● **Exercise description**
The lines to copy from the data below are those that hold the string "command".
##########
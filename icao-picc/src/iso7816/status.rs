//! Status words (the `SW1 SW2` trailer of a response APDU).


use std::fmt;


#[derive(Clone, Copy, Eq, Hash, Ord, PartialEq, PartialOrd)]
pub struct StatusWord {
    pub sw1: u8,
    pub sw2: u8,
}
impl StatusWord {
    /// Normal processing.
    pub const SUCCESS: Self = Self::new(0x90, 0x00);

    /// Security status not satisfied.
    pub const SECURITY_STATUS_NOT_SATISFIED: Self = Self::new(0x69, 0x82);

    /// Reference data not usable.
    pub const REFERENCE_DATA_NOT_USABLE: Self = Self::new(0x69, 0x84);

    /// Conditions of use not satisfied.
    pub const CONDITIONS_OF_USE_NOT_SATISFIED: Self = Self::new(0x69, 0x85);

    /// Incorrect parameters in the command data field.
    pub const WRONG_DATA: Self = Self::new(0x6A, 0x80);

    /// Referenced data or reference data not found.
    pub const REFERENCE_NOT_FOUND: Self = Self::new(0x6A, 0x88);

    pub const INSTRUCTION_NOT_SUPPORTED: Self = Self::new(0x6D, 0x00);

    /// No precise diagnosis.
    pub const NO_PRECISE_DIAGNOSIS: Self = Self::new(0x6F, 0xFF);

    pub const fn new(sw1: u8, sw2: u8) -> Self {
        Self {
            sw1,
            sw2,
        }
    }

    pub const fn from_word(word: u16) -> Self {
        let bytes = word.to_be_bytes();
        Self::new(bytes[0], bytes[1])
    }

    pub const fn to_bytes(&self) -> [u8; 2] {
        [self.sw1, self.sw2]
    }

    pub const fn to_word(&self) -> u16 {
        u16::from_be_bytes([self.sw1, self.sw2])
    }

    /// Whether this status word reports normal processing.
    pub const fn is_success(&self) -> bool {
        self.sw1 == 0x90 && self.sw2 == 0x00
    }
}
impl fmt::Debug for StatusWord {
    fn fmt(&self, f: &mut fmt::Formatter<'_>) -> fmt::Result {
        write!(f, "StatusWord {} sw1: 0x{:02X}, sw2: 0x{:02X} {}", '{', self.sw1, self.sw2, '}')
    }
}
impl fmt::Display for StatusWord {
    fn fmt(&self, f: &mut fmt::Formatter<'_>) -> fmt::Result {
        write!(f, "{:04X}", self.to_word())
    }
}
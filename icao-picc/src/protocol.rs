//! The outcome of processing a command: a response and the effects the surrounding card has to
//! apply.


use tracing::debug;

use crate::iso7816::apdu::ResponseApdu;
use crate::iso7816::status::StatusWord;
use crate::sec_status::{SecContext, SecMechanism, SecStatus, SecurityStatus};
use crate::secure_messaging::SmDataProvider;


/// A change a protocol requests of the card once a command has been processed.
#[derive(Clone, Debug)]
pub enum ProtocolEffect {
    /// Record a completed authentication mechanism.
    UpdateSecStatus {
        context: SecContext,
        mechanism: SecMechanism,
    },

    /// Replace the Secure Messaging channel with one using the given keys.
    InstallSecureMessaging(SmDataProvider),

    /// The protocol has finished (successfully or not) and should be removed from the stack of
    /// active protocols.
    ProtocolCompleted,
}


/// The receiver of protocol effects.
pub trait ProtocolHost {
    fn update_sec_status(&mut self, context: SecContext, mechanism: SecMechanism);
    fn install_secure_messaging(&mut self, provider: SmDataProvider);
    fn protocol_completed(&mut self);
}


/// The response to a command along with its effects, in the order they are to be applied.
#[derive(Clone, Debug)]
pub struct ProcessingResult {
    pub response: ResponseApdu,
    pub effects: Vec<ProtocolEffect>,
}
impl ProcessingResult {
    pub fn new(response: ResponseApdu, effects: Vec<ProtocolEffect>) -> Self {
        Self {
            response,
            effects,
        }
    }

    /// A response consisting only of a status word, without effects.
    pub fn status_only(status: StatusWord) -> Self {
        Self::new(ResponseApdu::status_only(status), Vec::new())
    }

    pub fn is_success(&self) -> bool {
        self.response.status.is_success()
    }

    /// Whether the protocol requested its removal.
    pub fn completes_protocol(&self) -> bool {
        self.effects.iter().any(|e| matches!(e, ProtocolEffect::ProtocolCompleted))
    }

    /// The Secure Messaging channel to install, if any.
    pub fn secure_messaging(&self) -> Option<&SmDataProvider> {
        self.effects.iter()
            .find_map(|e| match e {
                ProtocolEffect::InstallSecureMessaging(provider) => Some(provider),
                _ => None,
            })
    }

    /// Applies the effects to the host and returns the response.
    pub fn apply<H: ProtocolHost + ?Sized>(self, host: &mut H) -> ResponseApdu {
        for effect in self.effects {
            match effect {
                ProtocolEffect::UpdateSecStatus { context, mechanism } => {
                    host.update_sec_status(context, mechanism);
                },
                ProtocolEffect::InstallSecureMessaging(provider) => {
                    host.install_secure_messaging(provider);
                },
                ProtocolEffect::ProtocolCompleted => {
                    host.protocol_completed();
                },
            }
        }
        self.response
    }
}


/// The mutable state of a card beyond its objects: security status, Secure Messaging and whether
/// the running protocol has completed.
#[derive(Debug, Default)]
pub struct CardState {
    pub sec_status: SecStatus,
    pub secure_messaging: Option<SmDataProvider>,
    pub completed: bool,
}
impl CardState {
    pub fn new(sec_status: SecStatus) -> Self {
        Self {
            sec_status,
            secure_messaging: None,
            completed: false,
        }
    }
}
impl ProtocolHost for CardState {
    fn update_sec_status(&mut self, context: SecContext, mechanism: SecMechanism) {
        debug!("recording {:?} mechanism in {:?} context", mechanism.kind(), context);
        self.sec_status.publish(context, mechanism);
    }

    fn install_secure_messaging(&mut self, provider: SmDataProvider) {
        debug!("installing {} secure messaging", provider.cipher_suite());
        self.secure_messaging = Some(provider);
    }

    fn protocol_completed(&mut self) {
        self.completed = true;
    }
}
##########
● **Exercise response**
    /// Incorrect parameters in the command data field.
//! The outcome of processing a command: a response and the effects the surrounding card has to
/// A change a protocol requests of the card once a command has been processed.
/// The response to a command along with its effects, in the order they are to be applied.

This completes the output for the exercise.